Semua debat dan ‘mendidihnya’ polemik terkait ikan toman di Pulau Jawa ini sekali lagi gegara sebuah poster digital berwarna dominan kuning melambangkan harus waspada yang dikeluarkan oleh Wild Water Indonesia yang berbunyi: STOP INTRODUKSI TOMAN DI PERAIRAN UMUM PULAU JAWA! Poster didesain oleh seorang sahabat WWI yang tinggal di Yogyakarta, kemudian kami sebarluaskan melalui jaringan WWI di berbagai daerah. Dan kemudian terjadilah, snakehead war! Tetapi kita telah melalui puncak “perang toman” tahun 2017 yang kembali mereda ini, saya hanya ingin tidak lelah mengingatkan bahwa kita hidup di tahun 2017 di sebuah Negara Kesatuan Republik Indonesia. Namanya sebuah negara, tentunya memiliki sebuah tatanan di berbagai bidang kehidupan bagi warganya. Tidak perlu kita pahami semuanya karena tidak mungkin juga dipahami semuanya, secukupnya saja. Oleh karenanya tidak ada salahnya mari kita meluangkan waktu membaca-baca apa-apa yang oleh negara ini, melalui lembaga yang telah diberi wewenang, kemudian merumuskan dalam bentuk kebijakan/peraturan/pedoman/dan lain sebagainya terkait perairan kita, jangan hanya sibuk dengan pamer tackle, urusan uncal, strike dan pamer foto ikan saja. Ada yang sifatnya telah menjadi sebuah Undang-undang. Ada juga yang masih sifatnya adalah himbauan/pedoman dari lembaga yang berwenang. Terkait introduksi ikan, saya mengajak para pembaca untuk kemudian membaca sebuah ‘buku panduan’ berjudul Pedoman Umum Restoking Jenis Ikan Terancam Punah” yang dipublikasikan oleh Direktorat Konservasi Kawasan dan Jenis Ikan Ditjen Kelautan, Pesisir dan Pulau-pulau Kecil Kementerian Kelautan dan Perikanan (2015).

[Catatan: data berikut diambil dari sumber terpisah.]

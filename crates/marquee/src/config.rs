use crate::prelude::*;
use marquee_core::partition::CatalogConfig;
use marquee_core::spotify::{DEFAULT_GENRE_PARTITIONS, SPOTIFY_MAX_LIMIT};
use marquee_core::tmdb::TMDB_PAGE_SIZE;
use std::time::Duration;

/// TMDB configuration from environment variables
#[derive(Debug, Clone, PartialEq)]
pub struct TmdbConfig {
    pub api_key: String,
    pub base_url: String,
    pub language: String,
    pub image_base: String,
    pub partitions: Vec<String>,
}

impl TmdbConfig {
    pub const DEFAULT_BASE_URL: &'static str = "https://api.themoviedb.org/3";
    pub const DEFAULT_IMAGE_BASE: &'static str = "https://image.tmdb.org/t/p/w500";
    pub const DEFAULT_LANGUAGE: &'static str = "es-MX";
    pub const DEFAULT_LIST: &'static str = "top_rated";

    fn from_lookup(lookup: &impl Fn(&str) -> Option<String>) -> CatalogResult<Self> {
        let partitions = lookup("TMDB_PARTITIONS")
            .map(|v| parse_partition_list(&v))
            .filter(|p| !p.is_empty())
            .unwrap_or_else(|| vec![Self::DEFAULT_LIST.to_string()]);

        Ok(Self {
            api_key: required(lookup, "TMDB_API_KEY")?,
            base_url: lookup("TMDB_BASE_URL").unwrap_or_else(|| Self::DEFAULT_BASE_URL.to_string()),
            language: lookup("TMDB_LANGUAGE").unwrap_or_else(|| Self::DEFAULT_LANGUAGE.to_string()),
            image_base: lookup("TMDB_IMAGE_BASE")
                .unwrap_or_else(|| Self::DEFAULT_IMAGE_BASE.to_string()),
            partitions,
        })
    }

    /// Settings consumed by the pager. The "market" slot carries the language.
    pub fn catalog(&self) -> CatalogConfig {
        CatalogConfig {
            provider_max_batch: TMDB_PAGE_SIZE,
            default_market: self.language.clone(),
            default_query: Self::DEFAULT_LIST.to_string(),
            configured_partitions: self.partitions.clone(),
        }
    }
}

/// Spotify configuration from environment variables
#[derive(Debug, Clone, PartialEq)]
pub struct SpotifyConfig {
    pub client_id: String,
    pub client_secret: String,
    pub market: String,
    pub default_query: String,
    pub partitions: Vec<String>,
    pub api_base: String,
    pub accounts_base: String,
}

impl SpotifyConfig {
    pub const DEFAULT_API_BASE: &'static str = "https://api.spotify.com/v1";
    pub const DEFAULT_ACCOUNTS_BASE: &'static str = "https://accounts.spotify.com";
    pub const DEFAULT_MARKET: &'static str = "US";
    pub const DEFAULT_QUERY: &'static str = "genre:pop";

    fn from_lookup(lookup: &impl Fn(&str) -> Option<String>) -> CatalogResult<Self> {
        let partitions = lookup("SPOTIFY_PARTITIONS")
            .map(|v| parse_partition_list(&v))
            .filter(|p| !p.is_empty())
            .unwrap_or_else(|| {
                DEFAULT_GENRE_PARTITIONS
                    .iter()
                    .map(|g| g.to_string())
                    .collect()
            });

        Ok(Self {
            client_id: required(lookup, "SPOTIFY_CLIENT_ID")?,
            client_secret: required(lookup, "SPOTIFY_CLIENT_SECRET")?,
            market: lookup("SPOTIFY_MARKET").unwrap_or_else(|| Self::DEFAULT_MARKET.to_string()),
            default_query: lookup("SPOTIFY_DEFAULT_QUERY")
                .unwrap_or_else(|| Self::DEFAULT_QUERY.to_string()),
            partitions,
            api_base: lookup("SPOTIFY_API_BASE")
                .unwrap_or_else(|| Self::DEFAULT_API_BASE.to_string()),
            accounts_base: lookup("SPOTIFY_ACCOUNTS_BASE")
                .unwrap_or_else(|| Self::DEFAULT_ACCOUNTS_BASE.to_string()),
        })
    }

    pub fn catalog(&self) -> CatalogConfig {
        CatalogConfig {
            provider_max_batch: SPOTIFY_MAX_LIMIT,
            default_market: self.market.clone(),
            default_query: self.default_query.clone(),
            configured_partitions: self.partitions.clone(),
        }
    }
}

/// Bounds applied to the in-memory slice caches
#[derive(Debug, Clone, Copy, PartialEq)]
pub struct CacheSettings {
    pub max_entries: usize,
    /// `None` keeps entries until they are evicted for space.
    pub ttl: Option<Duration>,
}

impl Default for CacheSettings {
    fn default() -> Self {
        Self {
            max_entries: 1024,
            ttl: Some(Duration::from_secs(3600)),
        }
    }
}

impl CacheSettings {
    fn from_lookup(lookup: &impl Fn(&str) -> Option<String>) -> CatalogResult<Self> {
        let defaults = Self::default();

        let max_entries = match lookup("MARQUEE_CACHE_ENTRIES") {
            Some(v) => v.trim().parse::<usize>().map_err(|_| {
                Error::Config(f!("MARQUEE_CACHE_ENTRIES must be a positive integer, got '{v}'"))
            })?,
            None => defaults.max_entries,
        };

        // 0 disables expiry
        let ttl = match lookup("MARQUEE_CACHE_TTL_SECS") {
            Some(v) => match v.trim().parse::<u64>() {
                Ok(0) => None,
                Ok(secs) => Some(Duration::from_secs(secs)),
                Err(_) => {
                    return Err(Error::Config(f!(
                        "MARQUEE_CACHE_TTL_SECS must be a number of seconds, got '{v}'"
                    )))
                }
            },
            None => defaults.ttl,
        };

        Ok(Self {
            max_entries: max_entries.max(1),
            ttl,
        })
    }
}

/// Complete application configuration
#[derive(Debug, Clone, PartialEq)]
pub struct AppConfig {
    pub tmdb: TmdbConfig,
    pub spotify: SpotifyConfig,
    pub cache: CacheSettings,
}

impl AppConfig {
    /// Load configuration from environment variables
    pub fn from_env() -> CatalogResult<Self> {
        Self::from_lookup(|name| std::env::var(name).ok().filter(|v| !v.trim().is_empty()))
    }

    pub fn from_lookup(lookup: impl Fn(&str) -> Option<String>) -> CatalogResult<Self> {
        Ok(Self {
            tmdb: TmdbConfig::from_lookup(&lookup)?,
            spotify: SpotifyConfig::from_lookup(&lookup)?,
            cache: CacheSettings::from_lookup(&lookup)?,
        })
    }
}

fn required(lookup: &impl Fn(&str) -> Option<String>, name: &str) -> CatalogResult<String> {
    lookup(name).ok_or_else(|| Error::Config(f!("{name} environment variable not set")))
}

/// Split a comma-separated partition list, dropping blank entries
pub fn parse_partition_list(value: &str) -> Vec<String> {
    value
        .split(',')
        .map(str::trim)
        .filter(|p| !p.is_empty())
        .map(str::to_string)
        .collect()
}
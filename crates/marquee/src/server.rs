//! Local HTTP API over the movie and artist catalogs

use crate::catalog::{CacheStats, SearchProvider, VirtualPager};
use crate::prelude::{eprintln, *};
use crate::providers::Catalogs;
use axum::{
    extract::{Query, State},
    http::{header, StatusCode},
    response::{IntoResponse, Response},
    routing::get,
    Json, Router,
};
use marquee_core::entity::{Artist, Movie, PageResult, TopResult};
use marquee_core::paging::{normalize_limit, PageRequest, DEFAULT_TOP_LIMIT};
use marquee_core::params::parse_number;
use marquee_core::partition::QuerySelector;
use std::sync::Arc;
use tower_http::cors::{Any, CorsLayer};

#[derive(Debug, clap::Args)]
pub struct ServeOptions {
    /// Port to listen on
    #[arg(short, long, env = "MARQUEE_PORT", default_value = "3000")]
    port: u16,

    /// Host to bind to
    #[arg(long, env = "MARQUEE_HOST", default_value = "127.0.0.1")]
    host: String,
}

pub async fn run(options: ServeOptions, global: crate::Global) -> Result<()> {
    let config = crate::config::AppConfig::from_env()?;
    let catalogs = Catalogs::from_config(&config)?;
    let addr = f!("{}:{}", options.host, options.port);

    let listener = tokio::net::TcpListener::bind(&addr)
        .await
        .map_err(|e| eyre!("Failed to bind to {}: {}", addr, e))?;

    log::info!("listening on http://{addr}");
    if global.verbose {
        eprintln!("marquee listening on http://{}", addr);
        eprintln!("  GET /api/movies/top?limit&pages");
        eprintln!("  GET /api/movies/paginated?page&pageSize");
        eprintln!("  GET /api/artists/top?limit&country&query");
        eprintln!("  GET /api/artists/paginated?page&pageSize&country&query");
    }

    axum::serve(listener, router(catalogs.movies, catalogs.artists))
        .await
        .map_err(|e| eyre!("Server error: {}", e))?;

    Ok(())
}

/// Routes for both catalogs, with permissive CORS
pub fn router<M, A>(movies: Arc<VirtualPager<M>>, artists: Arc<VirtualPager<A>>) -> Router
where
    M: SearchProvider<Entity = Movie> + 'static,
    A: SearchProvider<Entity = Artist> + 'static,
{
    let cors = CorsLayer::new()
        .allow_origin(Any)
        .allow_methods(Any)
        .allow_headers(Any);

    let movie_routes = Router::new()
        .route("/top", get(movies_top::<M>).fallback(method_not_allowed))
        .route("/paginated", get(movies_page::<M>).fallback(method_not_allowed))
        .with_state(movies.clone());

    let artist_routes = Router::new()
        .route("/top", get(artists_top::<A>).fallback(method_not_allowed))
        .route("/paginated", get(artists_page::<A>).fallback(method_not_allowed))
        .with_state(artists.clone());

    let cache_routes = Router::new()
        .route(
            "/api/cache",
            get(cache_stats::<M, A>).delete(cache_clear::<M, A>),
        )
        .with_state((movies, artists));

    Router::new()
        .nest("/api/movies", movie_routes)
        .nest("/api/artists", artist_routes)
        .merge(cache_routes)
        .fallback(not_found)
        .layer(cors)
}

/// Raw query-string pairs; `query` may repeat.
#[derive(Debug, Default)]
struct Params(Vec<(String, String)>);

impl Params {
    fn first(&self, name: &str) -> Option<&str> {
        self.0
            .iter()
            .find(|(key, _)| key == name)
            .map(|(_, value)| value.as_str())
    }

    fn number(&self, name: &str) -> CatalogResult<Option<i64>> {
        Ok(parse_number(name, self.first(name))?)
    }

    fn page_request(&self) -> CatalogResult<PageRequest> {
        Ok(PageRequest::normalize(
            self.number("page")?,
            self.number("pageSize")?,
        ))
    }

    /// Missing limit means the default top size, a non-positive one
    /// `non_positive`.
    fn limit(&self, non_positive: usize) -> CatalogResult<usize> {
        Ok(match self.number("limit")? {
            None => DEFAULT_TOP_LIMIT,
            limit => normalize_limit(limit, non_positive),
        })
    }

    fn country(&self) -> Option<&str> {
        self.first("country")
    }

    fn selector(&self) -> QuerySelector {
        let values = self
            .0
            .iter()
            .filter(|(key, _)| key == "query")
            .map(|(_, value)| value.clone())
            .collect();
        QuerySelector::from_values(values)
    }
}

async fn movies_top<M: SearchProvider<Entity = Movie>>(
    State(pager): State<Arc<VirtualPager<M>>>,
    Query(params): Query<Vec<(String, String)>>,
) -> Result<Json<TopResult<Movie>>, ApiError> {
    let params = Params(params);
    // a non-positive limit returns every movie on the hinted pages
    let limit = params.limit(0)?;
    let pages = normalize_limit(params.number("pages")?, 1);

    let items = pager
        .top_n(limit, None, &QuerySelector::Absent, Some(pages))
        .await?;
    Ok(Json(TopResult { items }))
}

async fn movies_page<M: SearchProvider<Entity = Movie>>(
    State(pager): State<Arc<VirtualPager<M>>>,
    Query(params): Query<Vec<(String, String)>>,
) -> Result<Json<PageResult<Movie>>, ApiError> {
    let request = Params(params).page_request()?;
    let page = pager.page(request, None, &QuerySelector::Absent).await?;
    Ok(Json(page))
}

async fn artists_top<A: SearchProvider<Entity = Artist>>(
    State(pager): State<Arc<VirtualPager<A>>>,
    Query(params): Query<Vec<(String, String)>>,
) -> Result<Json<TopResult<Artist>>, ApiError> {
    let params = Params(params);
    let limit = params.limit(pager.config().provider_max_batch)?;

    let items = pager
        .top_n(limit, params.country(), &params.selector(), None)
        .await?;
    Ok(Json(TopResult { items }))
}

async fn artists_page<A: SearchProvider<Entity = Artist>>(
    State(pager): State<Arc<VirtualPager<A>>>,
    Query(params): Query<Vec<(String, String)>>,
) -> Result<Json<PageResult<Artist>>, ApiError> {
    let params = Params(params);
    let request = params.page_request()?;

    let page = pager
        .page(request, params.country(), &params.selector())
        .await?;
    Ok(Json(page))
}

type Pagers<M, A> = (Arc<VirtualPager<M>>, Arc<VirtualPager<A>>);

fn stats_json(stats: CacheStats) -> serde_json::Value {
    serde_json::json!({
        "hits": stats.hits,
        "misses": stats.misses,
        "evictions": stats.evictions,
        "slices": stats.slices,
        "partitions": stats.partitions,
        "hitRate": stats.hit_rate(),
    })
}

/// Slice cache statistics, with the provider's own cache under `provider`.
async fn catalog_stats<P: SearchProvider>(pager: &VirtualPager<P>) -> serde_json::Value {
    let mut stats = stats_json(pager.cache().stats().await);
    if let Some(provider) = pager.provider_cache_stats().await {
        stats["provider"] = stats_json(provider);
    }
    stats
}

async fn cache_stats<M, A>(State((movies, artists)): State<Pagers<M, A>>) -> Json<serde_json::Value>
where
    M: SearchProvider<Entity = Movie>,
    A: SearchProvider<Entity = Artist>,
{
    Json(serde_json::json!({
        "movies": catalog_stats(&movies).await,
        "artists": catalog_stats(&artists).await,
    }))
}

async fn cache_clear<M, A>(State((movies, artists)): State<Pagers<M, A>>) -> StatusCode
where
    M: SearchProvider<Entity = Movie>,
    A: SearchProvider<Entity = Artist>,
{
    movies.clear_caches().await;
    artists.clear_caches().await;
    log::info!("catalog caches cleared");
    StatusCode::NO_CONTENT
}

async fn method_not_allowed() -> Response {
    (
        StatusCode::METHOD_NOT_ALLOWED,
        [(header::ALLOW, "GET")],
        Json(serde_json::json!({ "error": "Method not allowed" })),
    )
        .into_response()
}

async fn not_found() -> Response {
    (
        StatusCode::NOT_FOUND,
        Json(serde_json::json!({ "error": "Not found" })),
    )
        .into_response()
}

/// Catalog error rendered as `{"error": message}`
#[derive(Debug)]
pub struct ApiError(Error);

impl From<Error> for ApiError {
    fn from(err: Error) -> Self {
        ApiError(err)
    }
}

impl IntoResponse for ApiError {
    fn into_response(self) -> Response {
        let status = match self.0 {
            Error::Validation(_) => StatusCode::BAD_REQUEST,
            _ => StatusCode::INTERNAL_SERVER_ERROR,
        };
        if status.is_server_error() {
            log::error!("request failed: {}", self.0);
        }

        (
            status,
            Json(serde_json::json!({ "error": self.0.to_string() })),
        )
            .into_response()
    }
}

Ada linknya di internet jika para sahabat mengetikan judul tersebut di Google, silahkan jika ingin membaca selengkapnya. Ada beberapa hal yang ingin saya kutip di catatan ini seperti apa adanya tertulis di ‘buku panduan’ tersebut karena sangat mendasar dan terkait erat untuk membantu para sahabat memahami masalah introduksi, restocking, native fish dan lain sebagainya. Akan saya ‘gelar’ beberapa hal yang cukup penting dan mendasar tersebut di bawah ini;

Kata Pengantar, halaman v
Upaya pelestarian adalah serangkaian kegiatan konservasi yang dilakukan dengan tujuan untuk menambah atau meningkatkan jumlah individu baru dalam populasi suatu jenis dan juga upaya untuk mempertahankan jumlah individu dalam suatu populasi. Secara umum, upaya pelestarian dapat dilakukan melalui kegiatan restoking (penebaran kembali) jenis ikan asli/lokal ke habitat alam. Agar pelaksanaan restoking berlangsung baik dan tidak merusak keanekaragaman hayati, maka dibutuhkan panduan tata cara restoking jenis ikan terancam punah.”(Direktur Konservasi Kawasan dan Jenis Ikan, IR. Agus Dermawan, M. si.)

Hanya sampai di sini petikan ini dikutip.